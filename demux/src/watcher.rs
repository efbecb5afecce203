//! The Action Watcher: polls the Reader, drives the Handler, and owns retry
//! and cancellation policy. The only piece of this crate a host typically
//! drives directly.

use std::sync::atomic::{AtomicBool, Ordering};
use std::sync::Arc;
use std::time::Duration;

use tokio_util::sync::CancellationToken;
use tracing::{info, instrument, warn};

use crate::config::WatcherConfig;
use crate::error::{DemuxError, HandlerError};
use crate::handler::ActionHandler;
use crate::ports::{ChainAdapter, Clock, DatastoreAdapter, SystemClock};
use crate::reader::{ActionReader, ReaderEvent};

/// Exponential backoff, doubling per attempt and capped at `cap`. `attempt`
/// is zero-indexed (the first retry uses `attempt = 0`).
fn backoff_delay(base: Duration, attempt: u32, cap: Duration) -> Duration {
    let factor = 1u32.checked_shl(attempt).unwrap_or(u32::MAX);
    base.saturating_mul(factor).min(cap)
}

/// Drives ingestion: alternates `reader.get_next_block()` with
/// `handler.handle_block()`, retrying transient failures with backoff and
/// escalating exhausted or structural failures to [`DemuxError`].
pub struct ActionWatcher<C: ChainAdapter, D: DatastoreAdapter, K: Clock = SystemClock> {
    reader: ActionReader<C>,
    handler: ActionHandler<D>,
    config: WatcherConfig,
    clock: K,
    cancellation: CancellationToken,
    paused: Arc<AtomicBool>,
}

impl<C: ChainAdapter, D: DatastoreAdapter> ActionWatcher<C, D, SystemClock> {
    #[must_use]
    pub fn new(reader: ActionReader<C>, handler: ActionHandler<D>, config: WatcherConfig) -> Self {
        Self::with_clock(reader, handler, config, SystemClock)
    }
}

impl<C: ChainAdapter, D: DatastoreAdapter, K: Clock> ActionWatcher<C, D, K> {
    #[must_use]
    pub fn with_clock(
        reader: ActionReader<C>,
        handler: ActionHandler<D>,
        config: WatcherConfig,
        clock: K,
    ) -> Self {
        Self {
            reader,
            handler,
            config,
            clock,
            cancellation: CancellationToken::new(),
            paused: Arc::new(AtomicBool::new(false)),
        }
    }

    /// A token the caller can `cancel()` from elsewhere to stop [`Self::watch`].
    #[must_use]
    pub fn cancellation_token(&self) -> CancellationToken {
        self.cancellation.clone()
    }

    /// Stop advancing the cursor without tearing down the loop. Already
    /// in-flight retries finish; the next poll iteration blocks until
    /// [`Self::resume`].
    pub fn pause(&self) {
        self.paused.store(true, Ordering::SeqCst);
    }

    pub fn resume(&self) {
        self.paused.store(false, Ordering::SeqCst);
    }

    #[must_use]
    pub fn is_paused(&self) -> bool {
        self.paused.load(Ordering::SeqCst)
    }

    /// Run until cancellation or a fatal error. The typical way to run this
    /// crate: spawn this as a task and hold onto the `CancellationToken`.
    #[instrument(skip(self))]
    pub async fn watch(&mut self) -> Result<(), DemuxError> {
        loop {
            if self.cancellation.is_cancelled() {
                return Err(DemuxError::Canceled);
            }

            if self.is_paused() {
                tokio::select! {
                    () = self.cancellation.cancelled() => return Err(DemuxError::Canceled),
                    () = self.clock.sleep(self.config.poll_interval) => {}
                }
                continue;
            }

            match self.check_for_blocks().await {
                Ok(true) => {}
                Ok(false) => {
                    tokio::select! {
                        () = self.cancellation.cancelled() => return Err(DemuxError::Canceled),
                        () = self.clock.sleep(self.config.poll_interval) => {}
                    }
                }
                Err(e) => return Err(e),
            }
        }
    }

    /// One poll-and-apply cycle: fetch the next reader event (with retry)
    /// and, if it is a block or rollback, drive it through the handler (with
    /// retry). `Ok(true)` means a block (or rollback) was processed and the
    /// caller should poll again immediately; `Ok(false)` means the chain has
    /// not advanced and the caller should back off. Exposed directly so a
    /// host can drive ingestion one cycle at a time instead of through
    /// [`Self::watch`]'s loop.
    #[instrument(skip(self))]
    pub async fn check_for_blocks(&mut self) -> Result<bool, DemuxError> {
        let event = self.fetch_with_retry().await?;
        match event {
            ReaderEvent::NoNewBlock => Ok(false),
            ReaderEvent::Rollback(target) => {
                self.apply_with_retry(Applied::Rollback(target)).await?;
                Ok(true)
            }
            ReaderEvent::NewBlock(block) => {
                let number = block.block_number;
                self.apply_with_retry(Applied::Block(Box::new(block))).await?;
                info!(block_number = %number, "ingested");
                Ok(true)
            }
        }
    }

    async fn fetch_with_retry(&mut self) -> Result<ReaderEvent, DemuxError> {
        let mut attempt = 0u32;
        loop {
            match tokio::time::timeout(self.config.call_timeout, self.reader.get_next_block()).await {
                Ok(Ok(event)) => return Ok(event),
                Ok(Err(source)) => {
                    let err = DemuxError::from(source);
                    if !err.is_transient() || attempt >= self.config.max_retries {
                        return Err(self.escalate(err, attempt));
                    }
                    self.backoff_and_wait(attempt).await?;
                    attempt += 1;
                }
                Err(_elapsed) => {
                    if attempt >= self.config.max_retries {
                        return Err(self.escalate(
                            DemuxError::Reader(crate::error::ReaderError::ChainUnreachable(
                                "rpc call timed out".to_string(),
                            )),
                            attempt,
                        ));
                    }
                    self.backoff_and_wait(attempt).await?;
                    attempt += 1;
                }
            }
        }
    }

    /// `CommitFailed`/`DatastoreUnavailable` are transient and retry with
    /// backoff unboundedly (capped interval, not capped attempts) — they're
    /// infrastructure hiccups, not evidence the block itself is bad. A
    /// deterministic updater throw gets exactly one retry and then
    /// escalates: a second failure on the same inputs cannot be transient
    /// noise.
    async fn apply_with_retry(&mut self, applied: Applied) -> Result<(), DemuxError> {
        let mut attempt = 0u32;
        let mut gave_extra_try = false;
        loop {
            let outcome = match &applied {
                Applied::Rollback(target) => self.handler.rollback_to(*target).await,
                Applied::Block(block) => self.handler.handle_block((**block).clone()).await.map(|_| ()),
            };

            match outcome {
                Ok(()) => return Ok(()),
                Err(source) => {
                    let err = DemuxError::from(source);
                    let is_updater_failure =
                        matches!(err, DemuxError::Handler(HandlerError::UpdaterFailed { .. }));
                    let retryable = err.is_transient() || (!gave_extra_try && is_updater_failure);
                    let attempt_capped = !err.is_transient() || is_updater_failure;

                    if !retryable || (attempt_capped && attempt >= self.config.max_retries) {
                        return Err(self.escalate(err, attempt));
                    }
                    if is_updater_failure {
                        gave_extra_try = true;
                    }
                    self.backoff_and_wait(attempt).await?;
                    attempt += 1;
                }
            }
        }
    }

    async fn backoff_and_wait(&self, attempt: u32) -> Result<(), DemuxError> {
        let cap = self.config.poll_interval.saturating_mul(30).max(self.config.poll_interval);
        let delay = backoff_delay(self.config.poll_interval, attempt, cap);
        warn!(attempt, delay_ms = delay.as_millis() as u64, "retrying after transient error");
        tokio::select! {
            () = self.cancellation.cancelled() => Err(DemuxError::Canceled),
            () = self.clock.sleep(delay) => Ok(()),
        }
    }

    fn escalate(&self, source: DemuxError, attempts: u32) -> DemuxError {
        match &source {
            DemuxError::Reader(_) | DemuxError::Handler(_) if source.is_transient() => {
                DemuxError::FatalHandlerError {
                    block_number: self.reader.current_head().unwrap_or(crate::types::BlockNumber(0)),
                    attempts: attempts + 1,
                    source: Box::new(source),
                }
            }
            _ => source,
        }
    }
}

enum Applied {
    Block(Box<crate::types::Block>),
    Rollback(crate::types::BlockNumber),
}

#[cfg(test)]
#[allow(clippy::unwrap_used, clippy::expect_used)]
mod tests {
    use super::*;

    #[test]
    fn backoff_doubles_and_caps() {
        let base = Duration::from_millis(250);
        let cap = Duration::from_secs(30);
        assert_eq!(backoff_delay(base, 0, cap), Duration::from_millis(250));
        assert_eq!(backoff_delay(base, 1, cap), Duration::from_millis(500));
        assert_eq!(backoff_delay(base, 2, cap), Duration::from_millis(1000));
        assert_eq!(backoff_delay(base, 20, cap), cap);
    }

    #[test]
    fn backoff_at_zero_attempts_is_base() {
        let base = Duration::from_millis(100);
        assert_eq!(backoff_delay(base, 0, Duration::from_secs(10)), base);
    }

    #[cfg(feature = "test-utils")]
    mod check_for_blocks {
        use crate::test_utils::{MemoryChain, MemoryDatastore};
        use crate::types::{Block, BlockNumber, Hash32};
        use crate::{ActionHandler, ActionReader, HandlerConfig, ReaderConfig};

        use super::*;

        fn block(n: u64, hash_byte: u8, prev_byte: u8) -> Block {
            Block {
                block_number: BlockNumber(n),
                block_hash: Hash32::new([hash_byte; 32]),
                previous_block_hash: Hash32::new([prev_byte; 32]),
                actions: Vec::new(),
            }
        }

        fn watcher(
            chain: MemoryChain,
        ) -> ActionWatcher<MemoryChain, MemoryDatastore> {
            let reader = ActionReader::new(
                chain,
                ReaderConfig {
                    start_at_block: BlockNumber(1),
                    ..Default::default()
                },
            );
            let handler = ActionHandler::new(
                MemoryDatastore::default(),
                Vec::new(),
                Vec::new(),
                HandlerConfig {
                    start_at_block: BlockNumber(1),
                    ..Default::default()
                },
                BlockNumber(0),
            );
            ActionWatcher::new(reader, handler, WatcherConfig::default())
        }

        #[tokio::test]
        async fn no_new_block_reports_false_without_advancing() {
            let chain = MemoryChain::new();
            let mut w = watcher(chain);

            let advanced = w.check_for_blocks().await.unwrap();

            assert!(!advanced);
            assert!(w.handler.load_index_state().await.unwrap().is_none());
        }

        #[tokio::test]
        async fn one_cycle_ingests_exactly_one_block() {
            let chain = MemoryChain::new();
            chain.push(block(1, 1, 0));
            chain.push(block(2, 2, 1));
            let mut w = watcher(chain);

            let advanced = w.check_for_blocks().await.unwrap();
            assert!(advanced);
            let state = w.handler.load_index_state().await.unwrap().unwrap();
            assert_eq!(state.block_number, BlockNumber(1));

            let advanced = w.check_for_blocks().await.unwrap();
            assert!(advanced);
            let state = w.handler.load_index_state().await.unwrap().unwrap();
            assert_eq!(state.block_number, BlockNumber(2));
        }
    }
}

****************************************

* [ACTIVITY] Beginning at the line above that contains "and owns retry", return each line exactly through the line that contains "use std::sync::Arc;", and no others.

* [ANSWER SPACE]
//! The Action Watcher: polls the Reader, drives the Handler, and owns retry
//! and cancellation policy. The only piece of this crate a host typically
//! drives directly.

use std::sync::atomic::{AtomicBool, Ordering};
use std::sync::Arc;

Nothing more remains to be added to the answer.